My fork of lit
Opened this issue · 11 comments
I've forked lit, though not through github, for reasons that follow:
-
I've greatly relaxed the parser. I understand that code style is a matter of perspective, but I disagree on forcing a specific style - in this case, that braces are on the same line (i.e.,
if(...) { ...
). now, braces can be on their own line. -
i've rewritten large parts to make use of sds for strings, which makes string operations faster, but most importantly, easier to use.
-
implemented
==
explicitly for most primitive types - previously, this was implemented in the VM directly, which caused some odd behaviour when comparing non-numeric values. this isn't complete, but the current impl should give an idea what I mean. -
reduced headers into a single header. this will seem extreme, but I hope to put lit into a state where it can be included in a projet by plopping the source into a tree with minimal issues. adding to that, fixing a great deal of compiler warnings.
-
rewrote the bits that are compiler-dependant, so that lit, for example, can now be compiled with visualstudio, tinycc, etc. stuff like dynamic C arrays are a GNU extension, and I removed them, or replaced them with explicit allocations.

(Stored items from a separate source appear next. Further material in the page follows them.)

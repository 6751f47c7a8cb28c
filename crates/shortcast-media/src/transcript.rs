//! Transcription collaborator seam.
//!
//! The caption builder only depends on the word/segment shape; the shipped
//! adapter shells out to the `whisper` CLI with word timestamps enabled
//! and parses its JSON output from a scratch directory.

use async_trait::async_trait;
use serde::Deserialize;
use std::path::Path;
use tokio::process::Command;
use tracing::{debug, info};

use shortcast_models::{TimedWord, TranscriptSegment};

use crate::error::{MediaError, MediaResult};

/// Produces word-level timing data from a narration audio file.
#[async_trait]
pub trait Transcriber: Send + Sync {
    async fn transcribe(&self, audio: &Path) -> MediaResult<Vec<TranscriptSegment>>;
}

/// Whisper CLI adapter.
#[derive(Debug, Clone)]
pub struct WhisperCli {
    binary: String,
    model: String,
}

impl WhisperCli {
    /// Create an adapter using the given whisper model ("tiny", "base", ...).
    pub fn new(model: impl Into<String>) -> Self {
        Self {
            binary: "whisper".to_string(),
            model: model.into(),
        }
    }

    /// Override the whisper executable name.
    pub fn with_binary(mut self, binary: impl Into<String>) -> Self {
        self.binary = binary.into();
        self
    }
}

#[async_trait]
impl Transcriber for WhisperCli {
    async fn transcribe(&self, audio: &Path) -> MediaResult<Vec<TranscriptSegment>> {
        which::which(&self.binary)
            .map_err(|_| MediaError::TranscriberNotFound(self.binary.clone()))?;

        if !audio.exists() {
            return Err(MediaError::FileNotFound(audio.to_path_buf()));
        }

        info!("Transcribing {} with whisper/{}", audio.display(), self.model);

        // Whisper writes one output file per format into --output_dir;
        // a scratch dir keeps the working tree clean and auto-removes.
        let scratch = tempfile::tempdir()?;

        let output = Command::new(&self.binary)
            .args(["--model", &self.model])
            .args(["--word_timestamps", "True"])
            .args(["--output_format", "json"])
            .arg("--output_dir")
            .arg(scratch.path())
            .arg(audio)
            .output()
            .await?;

        if !output.status.success() {
            let stderr = String::from_utf8_lossy(&output.stderr);
            return Err(MediaError::transcription_failed(format!(
                "whisper failed: {}",
                stderr.trim()
            )));
        }

        let stem = audio
            .file_stem()
            .ok_or_else(|| MediaError::invalid_media("narration path has no file stem"))?;
        let json_path = scratch.path().join(stem).with_extension("json");

        debug!("Reading whisper output from {}", json_path.display());
        let content = tokio::fs::read_to_string(&json_path).await?;

        parse_whisper_output(&content)
    }
}

#[derive(Debug, Deserialize)]
struct WhisperOutput {
    segments: Vec<WhisperSegment>,
}

#[derive(Debug, Deserialize)]
struct WhisperSegment {
    #[serde(default)]
    words: Vec<WhisperWord>,
}

#[derive(Debug, Deserialize)]
struct WhisperWord {
    word: String,
    start: f64,
    end: f64,
}

/// Parse whisper's word-timestamped JSON into transcript segments.
///
/// Whisper emits words with leading whitespace; the literal word text is
/// kept otherwise.
fn parse_whisper_output(content: &str) -> MediaResult<Vec<TranscriptSegment>> {
    let parsed: WhisperOutput = serde_json::from_str(content)?;

    Ok(parsed
        .segments
        .into_iter()
        .map(|segment| {
            TranscriptSegment::new(
                segment
                    .words
                    .into_iter()
                    .map(|w| TimedWord::new(w.word.trim(), w.start, w.end))
                    .collect(),
            )
        })
        .collect())
}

Since I've currently cared more about features, the testing framework is uh, kinda sorta not there anymore. But if you can ./run
files like mandel.lit
, or anything in ./examples/
, then that's as good as sanity testing goes right now. This is something i'm definitely working on, ideally without 3rdparty deps.
All in all, I've ironed out lit to the point where there are zero issues in valgrind, etc. No mem leaks. Memory usage is approx. the same as upstream. It compiles cleanly.
But most of these changes aren't compatible with your upstream, so I'd like to know what you think! Maybe we'll come to some understanding.
My dude, @apfeltee, sorry for seeing this almost a month after you've opened the issue.. My life has been... Interesting, to say at the very least :)
Incredible work. Huge props for figuring out the internal workings of the whole language. I would really love to merge some of your changes into the main repo, but I have a lot of questions to discuss before that:
- What forced you to reorganize the project so massively? You also started from a fresh git repo, by the looks of it, a weird choice, but ok.
- Why do you think
;
are needed? I really dislike, how JavaScript allows you to both use and ignore them. Imho, the parser had 0 issues parsing the code without a single semicolon, and I dislike the look it, makes it look so much less script like... - You've made a lot, a lot of code style changes. I understand, that we each have our views on how the code should look, but my man, you literally brought everything down and rebuilt from scratch, ahahhahah.
- Are lines like
(void)vm;
just for avoidingargument not used
warning? I feel like a compiler flag suits this better, idk. Or at least something likeNOT_USED(vm)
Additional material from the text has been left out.